Abstract

AbstractSince its introduction in 1993, the National Triage Scale (NTS), a five‐category scale based on the optimal time to medical intervention, has been introduced into most Australasian emergency departments as the basis of triage, clinical indicators and in some departments, casemix classification. The scale is a modification of the Ipswich Triage Scale (ITS), developed in 1989. This scale was shown in separate studies in Ipswich and Perth to be reliable and valid.
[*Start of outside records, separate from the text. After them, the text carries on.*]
// Pipeline configuration
//
// Every field has a default, so an empty JSON object is a valid config:
//
//   keep_filters     16        filters kept in the target convolution
//   policy           highest   which end of the saliency ranking survives
//   batch_size       8
//   iterations       null      mini-batches per epoch; null → train_len / batch_size
//   rate             1e-4
//   momentum         0.9
//   decay            1e-5
//   epochs           24        retraining epochs after the baseline report
//   order            random    random (with replacement) or sequential batches
//   seed             0         batch sampling and head initialisation
//   num_workers      0         materializer threads; 0 runs inline
//   finetune_epochs  0         reduced-conv fine-tuning before requantization

use std::path::Path;

use serde::{Deserialize, Serialize};

use sprig_core::{Error, Result};
use sprig_data::BatchOrder;
use sprig_nn::Sgd;

use crate::rank::KeepPolicy;
use crate::retrain::TrainSettings;

#[derive(Debug, Clone, PartialEq, Serialize, Deserialize)]
#[serde(default, deny_unknown_fields)]
pub struct PipelineConfig {
    pub keep_filters: usize,
    pub policy: KeepPolicy,
    pub batch_size: usize,
    pub iterations: Option<usize>,
    pub rate: f32,
    pub momentum: f32,
    pub decay: f32,
    pub epochs: usize,
    pub order: BatchOrder,
    pub seed: u64,
    pub num_workers: usize,
    pub finetune_epochs: usize,
}

impl Default for PipelineConfig {
    fn default() -> Self {
        PipelineConfig {
            keep_filters: 16,
            policy: KeepPolicy::Highest,
            batch_size: 8,
            iterations: None,
            rate: 1e-4,
            momentum: 0.9,
            decay: 1e-5,
            epochs: 24,
            order: BatchOrder::Random,
            seed: 0,
            num_workers: 0,
            finetune_epochs: 0,
        }
    }
}

impl PipelineConfig {
    pub fn new() -> Self {
        Self::default()
    }

    pub fn from_json_str(s: &str) -> Result<Self> {
        let config: PipelineConfig = serde_json::from_str(s)?;
        config.validate()?;
        Ok(config)
    }

    pub fn from_json_file(path: impl AsRef<Path>) -> Result<Self> {
        Self::from_json_str(&std::fs::read_to_string(path)?)
    }

    pub fn keep_filters(mut self, n: usize) -> Self {
        self.keep_filters = n;
        self
    }

    pub fn policy(mut self, policy: KeepPolicy) -> Self {
        self.policy = policy;
        self
    }

    pub fn batch_size(mut self, n: usize) -> Self {
        self.batch_size = n;
        self
    }

    pub fn iterations(mut self, n: usize) -> Self {
        self.iterations = Some(n);
        self
    }

    pub fn rate(mut self, rate: f32) -> Self {
        self.rate = rate;
        self
    }

    pub fn momentum(mut self, momentum: f32) -> Self {
        self.momentum = momentum;
        self
    }

    pub fn decay(mut self, decay: f32) -> Self {
        self.decay = decay;
        self
    }

    pub fn epochs(mut self, n: usize) -> Self {
        self.epochs = n;
        self
    }

    pub fn order(mut self, order: BatchOrder) -> Self {
        self.order = order;
        self
    }

    pub fn seed(mut self, seed: u64) -> Self {
        self.seed = seed;
        self
    }

    pub fn num_workers(mut self, n: usize) -> Self {
        self.num_workers = n;
        self
    }

    pub fn finetune_epochs(mut self, n: usize) -> Self {
        self.finetune_epochs = n;
        self
    }

    pub fn validate(&self) -> Result<()> {
        if self.keep_filters == 0 {
            return Err(Error::EmptyDimension {
                layer: "config",
                what: "keep_filters",
            });
        }
        if self.batch_size == 0 {
            return Err(Error::EmptyDimension {
                layer: "config",
                what: "batch_size",
            });
        }
        if self.iterations == Some(0) {
            return Err(Error::EmptyDimension {
                layer: "config",
                what: "iterations",
            });
        }
        for (name, v) in [
            ("rate", self.rate),
            ("momentum", self.momentum),
            ("decay", self.decay),
        ] {
            if !v.is_finite() || v < 0.0 {
                return Err(Error::msg(format!(
                    "config: {name} must be finite and non-negative, got {v}"
                )));
            }
        }
        Ok(())
    }

    pub fn sgd(&self) -> Sgd {
        Sgd::new(self.rate, self.momentum, self.decay)
    }

    /// Training settings for a dataset of `train_len` rows.
    pub fn train_settings(&self, train_len: usize) -> TrainSettings {
        TrainSettings {
            batch_size: self.batch_size,
            iterations: self
                .iterations
                .unwrap_or_else(|| (train_len / self.batch_size.max(1)).max(1)),
            epochs: self.epochs,
            sgd: self.sgd(),
            order: self.order,
            seed: self.seed,
        }
    }
}

#[cfg(test)]
mod tests {
    use super::*;
    use std::io::Write;

    #[test]
    fn test_empty_json_is_default() {
        let c = PipelineConfig::from_json_str("{}").unwrap();
        assert_eq!(c, PipelineConfig::default());
        assert_eq!(c.keep_filters, 16);
        assert_eq!(c.batch_size, 8);
        assert_eq!(c.epochs, 24);
    }

    #[test]
    fn test_partial_json() {
        let c = PipelineConfig::from_json_str(
            r#"{"keep_filters": 4, "policy": "lowest", "order": "sequential", "iterations": 3}"#,
        )
        .unwrap();
        assert_eq!(c.keep_filters, 4);
        assert_eq!(c.policy, KeepPolicy::Lowest);
        assert_eq!(c.order, BatchOrder::Sequential);
        assert_eq!(c.train_settings(100).iterations, 3);
        assert_eq!(c.rate, 1e-4);
    }

    #[test]
    fn test_unknown_field_rejected() {
        assert!(PipelineConfig::from_json_str(r#"{"keep": 4}"#).is_err());
    }

    #[test]
    fn test_validation() {
        assert!(PipelineConfig::new().batch_size(0).validate().is_err());
        assert!(matches!(
            PipelineConfig::new().keep_filters(0).validate(),
            Err(Error::EmptyDimension {
                what: "keep_filters",
                ..
            })
        ));
        assert!(PipelineConfig::new().rate(f32::NAN).validate().is_err());
        assert!(PipelineConfig::new().momentum(-0.1).validate().is_err());
        assert!(PipelineConfig::new().iterations(0).validate().is_err());
        assert!(PipelineConfig::new().validate().is_ok());
    }

    #[test]
    fn test_default_iterations() {
        let c = PipelineConfig::new().batch_size(8);
        assert_eq!(c.train_settings(100).iterations, 12);
        assert_eq!(c.train_settings(3).iterations, 1);
    }

    #[test]
    fn test_from_file() {
        let mut f = tempfile::NamedTempFile::new().unwrap();
        write!(f, r#"{{"epochs": 2, "seed": 7}}"#).unwrap();
        let c = PipelineConfig::from_json_file(f.path()).unwrap();
        assert_eq!(c.epochs, 2);
        assert_eq!(c.seed, 7);
    }
}
// Filter saliency ranking
//
// For every filter of the target convolution (one [C_in, k, k] weight
// block), the dequantized weights give three norms:
//
//   L1      = Σ |w|
//   L2      = sqrt(Σ w²)           ← the saliency key
//   max_abs = max |w|
//
// Records are kept in a `SaliencyRanking`, a Vec sorted by ascending
// saliency. A new record goes after every existing record whose score is
// less than or equal to its own, so equal scores keep insertion order.
// Insertion is O(F), O(F²) for a whole layer, which is fine for the tens of
// filters a layer has.
//
// Selection consumes the ranking: once the kept filters are known the
// records are gone.

use serde::{Deserialize, Serialize};

use sprig_core::{Error, FixedTensor, QFormat, Result};

/// Norms of one filter's dequantized weight block.
#[derive(Debug, Clone, Copy, PartialEq, Serialize, Deserialize)]
pub struct FilterNorms {
    pub index: usize,
    pub l1: f32,
    pub l2: f32,
    pub max_abs: f32,
}

impl FilterNorms {
    pub fn of(index: usize, block: &[i8], q: QFormat) -> Self {
        let mut l1 = 0.0f32;
        let mut sq = 0.0f32;
        let mut max_abs = 0.0f32;
        for &v in block {
            let w = q.dequantize(v).abs();
            l1 += w;
            sq += w * w;
            max_abs = max_abs.max(w);
        }
        FilterNorms {
            index,
            l1,
            l2: sq.sqrt(),
            max_abs,
        }
    }
}

#[derive(Debug, Clone, Copy, PartialEq)]
pub struct FilterRecord {
    pub index: usize,
    pub saliency: f32,
}

/// Which end of the ranking survives pruning.
#[derive(Debug, Clone, Copy, PartialEq, Eq, Default, Serialize, Deserialize)]
#[serde(rename_all = "snake_case")]
pub enum KeepPolicy {
    /// Keep the N most salient filters.
    #[default]
    Highest,
    /// Keep the N least salient filters (front-of-list consumption).
    Lowest,
}

/// Filter records in ascending saliency order.
#[derive(Debug, Clone, Default)]
pub struct SaliencyRanking {
    records: Vec<FilterRecord>,
}

impl SaliencyRanking {
    pub fn new() -> Self {
        Self::default()
    }

    pub fn with_capacity(n: usize) -> Self {
        SaliencyRanking {
            records: Vec::with_capacity(n),
        }
    }

    pub fn insert(&mut self, record: FilterRecord) {
        let at = self
            .records
            .partition_point(|r| r.saliency <= record.saliency);
        self.records.insert(at, record);
    }

    pub fn len(&self) -> usize {
        self.records.len()
    }

    pub fn is_empty(&self) -> bool {
        self.records.is_empty()
    }

    pub fn records(&self) -> &[FilterRecord] {
        &self.records
    }

    pub fn is_sorted(&self) -> bool {
        self.records
            .windows(2)
            .all(|w| w[0].saliency <= w[1].saliency)
    }

    /// Take `n` records from the end chosen by `policy` and return their
    /// filter indices in ascending index order.
    pub fn select(self, n: usize, policy: KeepPolicy) -> Result<Vec<usize>> {
        let available = self.records.len();
        if n > available {
            return Err(Error::RankingExhausted {
                requested: n,
                available,
            });
        }
        let chosen = match policy {
            KeepPolicy::Highest => &self.records[available - n..],
            KeepPolicy::Lowest => &self.records[..n],
        };
        let mut kept: Vec<usize> = chosen.iter().map(|r| r.index).collect();
        kept.sort_unstable();
        Ok(kept)
    }
}

/// Score every filter of `weight` (`[F, C_in, k, k]`) by L2 norm.
pub fn rank_filters(weight: &FixedTensor<i8>) -> (SaliencyRanking, Vec<FilterNorms>) {
    let filters = weight.outer_count();
    let mut ranking = SaliencyRanking::with_capacity(filters);
    let mut norms = Vec::with_capacity(filters);
    for i in 0..filters {
        let n = FilterNorms::of(i, weight.outer_slice(i), weight.q());
        tracing::debug!(
            filter = i,
            l1 = n.l1,
            l2 = n.l2,
            max_abs = n.max_abs,
            "filter norms"
        );
        ranking.insert(FilterRecord {
            index: i,
            saliency: n.l2,
        });
        norms.push(n);
    }
    (ranking, norms)
}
The NTS however, although well validated, particularly with regard to resource use, workload and admission rates, has not been formally tested for inter‐rater reliability.In this study the inter‐rater reliability of the NTS was assessed in eight Western Australian hospital emergency departments, covering teaching, non‐teaching, rural and private hospitals, using the same methodology and patient profiles as the original ITS study. One hundred and fifteen triage nurses in these hospitals triaged 100 written patient profiles using the NTS. Inter‐rater reliability was acceptable. Of the 115 respondents, 95% were within one category of the modal response for all but four patient profiles and 86% were within one category for all patient profiles. Concurrence, or the percentage of responses in the modal category, was good. For 89% of the profiles, more than 50% of trieurs agreed with the modal response. The distribution of modal responses was not significantly affected by hospital type or triage nurse experience. The inter‐rater reliability of the NTS overall was slightly better than for the ITS in 1989.Emergency physicians, hospital administrators and government authorities can be confident that this widely used scale is a reliable measure of urgency.